Palm Beach is the easternmost town in the state of Florida in the United States, which is located on a 16-mile (26 km) long barrier island. Since the late 19th century, Palm Beach has developed a world-renowned reputation for its beauty, quality of life and small-town character. The Palm Beach police department is always on the cutting-edge of technology when it comes to protecting the barrier island.
With four bridges connecting the mainland, the PBPD implemented automatic license plate recognition (ALPR) technology to track vehicles coming onto the island. After some time, the chosen technology was proving to be unreliable and produced numerous inaccurate reads, if any at all. In its search to replace ALPR cameras, the PBPD decided it was also time to add video surveillance cameras around the island to increase crime solvability.
“We can have a lead in almost 99% of the cases with this new system because we either catch them with an ALPR hit or video surveillance. It’s like fishing with dynamite.”
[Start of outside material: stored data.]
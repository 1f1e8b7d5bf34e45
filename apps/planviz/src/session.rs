//! One interactive replay: reconciler, scene, and canvas kept in step.

use std::sync::Arc;
use std::sync::atomic::{AtomicBool, Ordering};

use anyhow::{Result, bail};
use tracing::info;

use pv_core::{AgentId, GridMap, TaskId};
use pv_plan::{HeatMap, HeuristicMap, Highway, PathSource, Plan, SearchTree};
use pv_render::{AsciiCanvas, NoopObserver, Player, ReplayObserver, Scene, TaskFilter, TraceWriter, VizConfig};
use pv_timeline::{JumpOutcome, Reconciler};

use crate::command::{Command, HELP};

/// What the command loop should do after a command.
#[derive(Copy, Clone, Debug, PartialEq, Eq)]
pub enum Flow {
    Continue,
    Quit,
}

/// Everything the session can draw over the grid.
#[derive(Debug)]
pub struct Overlays {
    pub heat:         HeatMap,
    pub highway:      Option<Highway>,
    pub heuristic:    Option<HeuristicMap>,
    pub search_trees: Vec<SearchTree>,
}

impl Overlays {
    /// Just the heat map.
    pub fn new(heat: HeatMap) -> Self {
        Self { heat, highway: None, heuristic: None, search_trees: Vec::new() }
    }

    /// Busiest cell over every search tree; trees share one shading scale.
    fn search_scale(&self) -> u32 {
        self.search_trees.iter().map(|t| t.expansions.max()).max().unwrap_or(0)
    }
}

pub struct Session<'p> {
    rec:      Reconciler<'p>,
    scene:    Scene,
    canvas:   AsciiCanvas,
    overlays: Overlays,
    /// Cleared to pause `play`; shared with the Ctrl-C handler.
    running:  Arc<AtomicBool>,
    trace:    Option<TraceWriter>,
    noop:     NoopObserver,
}

impl<'p> Session<'p> {
    pub fn new(
        plan:     &'p Plan,
        map:      &GridMap,
        overlays: Overlays,
        config:   VizConfig,
        trace:    Option<TraceWriter>,
    ) -> Self {
        let rec = Reconciler::new(plan);
        let mut canvas = AsciiCanvas::new(map.height, map.width);
        let scene = Scene::build(plan, map, rec.state(), config, &mut canvas);
        let mut session = Self {
            rec,
            scene,
            canvas,
            overlays,
            running: Arc::new(AtomicBool::new(true)),
            trace,
            noop: NoopObserver,
        };
        let (plan, state) = (session.rec.plan(), session.rec.state());
        match &mut session.trace {
            Some(trace) => trace.on_start(plan, state),
            None => session.noop.on_start(plan, state),
        }
        session
    }

    pub fn plan(&self) -> &'p Plan {
        self.rec.plan()
    }

    pub fn canvas(&self) -> &AsciiCanvas {
        &self.canvas
    }

    /// The flag `play` checks between steps.  Store `false` to pause.
    pub fn stop_flag(&self) -> Arc<AtomicBool> {
        Arc::clone(&self.running)
    }

    /// One status line: timestep, task counts, and conflicts right now.
    pub fn status(&self) -> String {
        let snapshot = self.rec.snapshot();
        let source = match self.rec.path_source() {
            PathSource::Executed => "exec",
            PathSource::Planned  => "plan",
        };
        let mut line = format!("{snapshot} ({source}, window {})", self.plan().window);
        let conflicts = self.plan().conflicts_at(self.rec.timestep()).count();
        if conflicts > 0 {
            line.push_str(&format!(", {conflicts} conflict(s) now"));
        }
        line
    }

    /// Run one command.  Listings are returned as text; moves redraw the
    /// canvas.
    pub fn execute(&mut self, command: Command) -> Result<(Flow, Option<String>)> {
        let listing = match command {
            Command::Next => {
                match self.rec.step_forward() {
                    Some(t) => {
                        self.scene.animate(&t, self.rec.state(), &mut self.canvas);
                        observer(&mut self.trace, &mut self.noop).on_step(self.rec.plan(), self.rec.state(), &t);
                    }
                    None => info!("already at the last timestep"),
                }
                None
            }
            Command::Prev => {
                match self.rec.step_backward() {
                    Some(t) => {
                        self.scene.animate(&t, self.rec.state(), &mut self.canvas);
                        observer(&mut self.trace, &mut self.noop).on_step(self.rec.plan(), self.rec.state(), &t);
                    }
                    None => info!("already at the first timestep"),
                }
                None
            }
            Command::Goto(t) => {
                let outcome = self.rec.jump_to(t);
                self.show_jump(&outcome);
                None
            }
            Command::Play(limit) => {
                let mut player = Player::new(self.scene.config());
                if let Some(limit) = limit {
                    player = player.limit(limit);
                }
                self.running.store(true, Ordering::Relaxed);
                let observer = observer(&mut self.trace, &mut self.noop);
                player.play(&mut self.rec, &mut self.scene, &mut self.canvas, observer, &self.running);
                None
            }
            Command::Restart => {
                let outcome = self.rec.restart();
                self.scene.clear_selection(self.rec.state(), &mut self.canvas);
                self.show_jump(&outcome);
                None
            }
            Command::Conflicts => Some(self.conflict_list()),
            Command::Conflict(i) => {
                let plan = self.plan();
                let Some(conflict) = plan.conflicts.get(i) else {
                    bail!("no conflict {i}; there are {}", plan.conflicts.len());
                };
                let outcome = self.rec.jump_to_conflict(conflict);
                self.show_jump(&outcome);
                self.scene.select_conflicts([conflict], self.rec.state(), &mut self.canvas);
                if let Some(preview) = self.rec.planned_preview() {
                    let hold = self.scene.config().preview_hold();
                    self.scene.preview(&preview, self.rec.state(), hold, &mut self.canvas);
                }
                Some(format!("conflict {i}: {conflict}"))
            }
            Command::Events => Some(self.event_list()),
            Command::Event(i) => {
                let plan = self.plan();
                let Some(event) = plan.events.iter().nth(i) else {
                    bail!("no event {i}; there are {}", plan.events.len());
                };
                let outcome = self.rec.jump_to_event(event);
                self.show_jump(&outcome);
                Some(format!("event {i}: {event}"))
            }
            Command::Path(a) => {
                self.check_agent(a)?;
                let shown = self.scene.toggle_path(AgentId(a), self.rec.state(), &mut self.canvas);
                Some(format!("planned path of agent {a} {}", if shown { "shown" } else { "hidden" }))
            }
            Command::Agent(a) => {
                self.check_agent(a)?;
                Some(self.agent_summary(AgentId(a)))
            }
            Command::Task(id) => Some(self.task_summary(TaskId(id))?),
            Command::Source(source) => {
                let t = self.rec.set_path_source(source);
                self.scene.apply(&t, self.rec.state(), &mut self.canvas);
                None
            }
            Command::Tasks(filter) => {
                let plan = self.plan();
                let config = VizConfig { task_filter: filter, ..self.scene.config().clone() };
                self.scene.set_config(config, plan, self.rec.state(), &mut self.canvas);
                Some(match filter {
                    TaskFilter::All => "showing all tasks".to_owned(),
                    TaskFilter::Only(state) => {
                        let tasks = self.rec.tasks_in_state(state);
                        format!("showing {} {state} errands", tasks.len())
                    }
                })
            }
            Command::Heat => {
                let heat = &self.overlays.heat;
                if self.scene.heat_visible() {
                    self.scene.hide_heat(&mut self.canvas);
                } else {
                    self.scene.show_heat(heat, &mut self.canvas);
                }
                Some(format!("heat map: busiest cell {} visits, {} in total", heat.max(), heat.total()))
            }
            Command::Highway => {
                let Some(highway) = &self.overlays.highway else { bail!("no highway loaded; pass --hw") };
                if self.scene.highway_visible() {
                    self.scene.hide_highway(&mut self.canvas);
                } else {
                    self.scene.show_highway(highway, &mut self.canvas);
                }
                Some(format!("highway: {} edges", highway.edges.len()))
            }
            Command::Heuristic => {
                let Some(heuristic) = &self.overlays.heuristic else { bail!("no heuristic loaded; pass --heu") };
                if self.scene.heuristic_visible() {
                    self.scene.hide_heuristic(&mut self.canvas);
                } else {
                    self.scene.show_heuristic(heuristic, &mut self.canvas);
                }
                Some(format!("heuristic of agent {}: {} reachable cells", heuristic.agent.0, heuristic.reachable()))
            }
            Command::Search(None) => Some(self.search_list()),
            Command::Search(Some(i)) => {
                let scale = self.overlays.search_scale();
                let Some(tree) = self.overlays.search_trees.get(i) else {
                    bail!("no search tree {i}; there are {}", self.overlays.search_trees.len());
                };
                if self.scene.search_tree_visible(&tree.name) {
                    self.scene.hide_search_tree(&tree.name, &mut self.canvas);
                } else {
                    self.scene.show_search_tree(tree, scale, &mut self.canvas);
                }
                Some(format!("search tree {}: {} expansions", tree.name, tree.expansions.total()))
            }
            Command::Status => Some(self.status()),
            Command::Help => Some(HELP.to_owned()),
            Command::Quit => return Ok((Flow::Quit, None)),
        };
        Ok((Flow::Continue, listing))
    }

    /// Notify observers that the session is over.
    pub fn finish(&mut self) -> Result<()> {
        let Some(trace) = self.trace.as_mut() else { return Ok(()) };
        trace.on_finish(self.rec.state());
        if let Some(e) = trace.take_error() {
            return Err(e.into());
        }
        info!(rows = trace.rows(), "trace written");
        Ok(())
    }

    fn show_jump(&mut self, outcome: &JumpOutcome) {
        self.scene.apply(&outcome.transition, self.rec.state(), &mut self.canvas);
        observer(&mut self.trace, &mut self.noop).on_jump(self.rec.plan(), self.rec.state(), outcome);
    }

    fn check_agent(&self, a: u32) -> Result<()> {
        if a as usize >= self.plan().team_size() {
            bail!("no agent {a}; the team has {}", self.plan().team_size());
        }
        Ok(())
    }

    /// Pose and assigned tasks of `agent`, each marked done or open.
    fn agent_summary(&self, agent: AgentId) -> String {
        let plan = self.plan();
        let now = self.rec.timestep();
        let tasks: Vec<String> = plan
            .tasks_of(agent)
            .into_iter()
            .filter_map(|id| plan.task(id))
            .map(|task| {
                let done = if task.is_complete_at(now) { "done" } else { "open" };
                format!("{} ({done})", task.id.0)
            })
            .collect();
        let tasks = if tasks.is_empty() { "none".to_owned() } else { tasks.join(", ") };
        format!("agent {} at {}; tasks: {tasks}", agent.0, self.rec.state().pose(agent))
    }

    /// Assignee and errand states of one task.
    fn task_summary(&self, id: TaskId) -> Result<String> {
        let Some(task) = self.plan().task(id) else { bail!("no task {}", id.0) };
        let owner = match task.assignee() {
            Some(agent) => format!("agent {}", agent.0),
            None => "unassigned".to_owned(),
        };
        let errands: Vec<String> = task
            .errands
            .iter()
            .enumerate()
            .filter_map(|(i, errand)| {
                let state = self.rec.task_state(id, i)?;
                let (row, col) = errand.location;
                Some(format!("errand {i} at ({row}, {col}) {state}"))
            })
            .collect();
        Ok(format!("task {}, {owner}: {}", id.0, errands.join("; ")))
    }

    fn conflict_list(&self) -> String {
        let plan = self.plan();
        if plan.conflicts.is_empty() {
            return "no conflicts".to_owned();
        }
        plan.conflicts
            .iter()
            .enumerate()
            .map(|(i, c)| format!("{i:>4}  {c}"))
            .collect::<Vec<_>>()
            .join("\n")
    }

    fn event_list(&self) -> String {
        let plan = self.plan();
        if plan.events.is_empty() {
            return "no events".to_owned();
        }
        plan.events
            .iter()
            .enumerate()
            .map(|(i, e)| format!("{i:>4}  {e}"))
            .collect::<Vec<_>>()
            .join("\n")
    }

    fn search_list(&self) -> String {
        if self.overlays.search_trees.is_empty() {
            return "no search trees; pass --searchTree".to_owned();
        }
        self.overlays
            .search_trees
            .iter()
            .enumerate()
            .map(|(i, t)| format!("{i:>4}  {}", t.name))
            .collect::<Vec<_>>()
            .join("\n")
    }
}

fn observer<'a>(trace: &'a mut Option<TraceWriter>, noop: &'a mut NoopObserver) -> &'a mut dyn ReplayObserver {
    match trace {
        Some(trace) => trace,
        None => noop,
    }
}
Captain Curtis Krauel, Palm Beach Police Department
Today, the Security Center Omnicast™ video surveillance system, is managing 150 IP video surveillance cameras from Panasonic. The cameras are installed at main intersections and at every entry point on the island. More video surveillance cameras have been installed alongside 15 Security Center AutoVu™ Sharp IP license plate recognition cameras on Palm Beach bridges to track incoming and outgoing vehicles.
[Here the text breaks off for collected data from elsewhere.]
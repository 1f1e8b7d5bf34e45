//! Recorded collisions and timing violations.

use std::fmt;

use pv_core::{AgentId, Timestep};

/// A conflict between up to two agents at one timestep.
///
/// Either agent may be absent (the plan file writes `-1`), e.g. for an
/// agent colliding with a static obstacle.
#[derive(Clone, Debug, PartialEq, Eq)]
pub struct Conflict {
    pub first:    Option<AgentId>,
    pub second:   Option<AgentId>,
    pub timestep: Timestep,
    pub kind:     String,
}

impl Conflict {
    /// The agents involved, skipping absent ones.
    pub fn agents(&self) -> impl Iterator<Item = AgentId> {
        self.first.into_iter().chain(self.second)
    }

    /// `true` when `agent` takes part in this conflict.
    pub fn involves(&self, agent: AgentId) -> bool {
        self.agents().any(|a| a == agent)
    }
}

impl fmt::Display for Conflict {
    fn fmt(&self, f: &mut fmt::Formatter<'_>) -> fmt::Result {
        let id = |a: Option<AgentId>| a.map_or(-1, |a| a.0 as i64);
        write!(
            f,
            "{}, {}, {}, {}",
            id(self.first),
            id(self.second),
            self.timestep.0,
            self.kind
        )
    }
}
AutoVu compares license plate reads to state-controlled criminal databases, such as the Florida Crime Information Center and National Crime Information Center, which alert dispatchers and officers to license plates that are associated to stolen vehicles, stolen license plates, wanted persons, amber alerts, and more. “These cameras are used in 90% of all of our apprehensions, and provides the evidence to solidify our prosecutions,” explained Captain Krauel.
Complete security view
Anywhere mobile access
Police administrators and investigators can tap into the system from their mobile phones and devices. They use the mobile app to monitor important hits and support undercover operations.
Strict data protection
“User permissions and hierarchies ensure that only those with authority can access video archives and that our citizen’s privacy is taken seriously,” explained Captain Krauel.
Bettering community life
When a bridge was closed for repairs, camera access was shared with the Palm Beach Traffic Center. They monitored traffic in real-time, ensuring better flow on and off the island.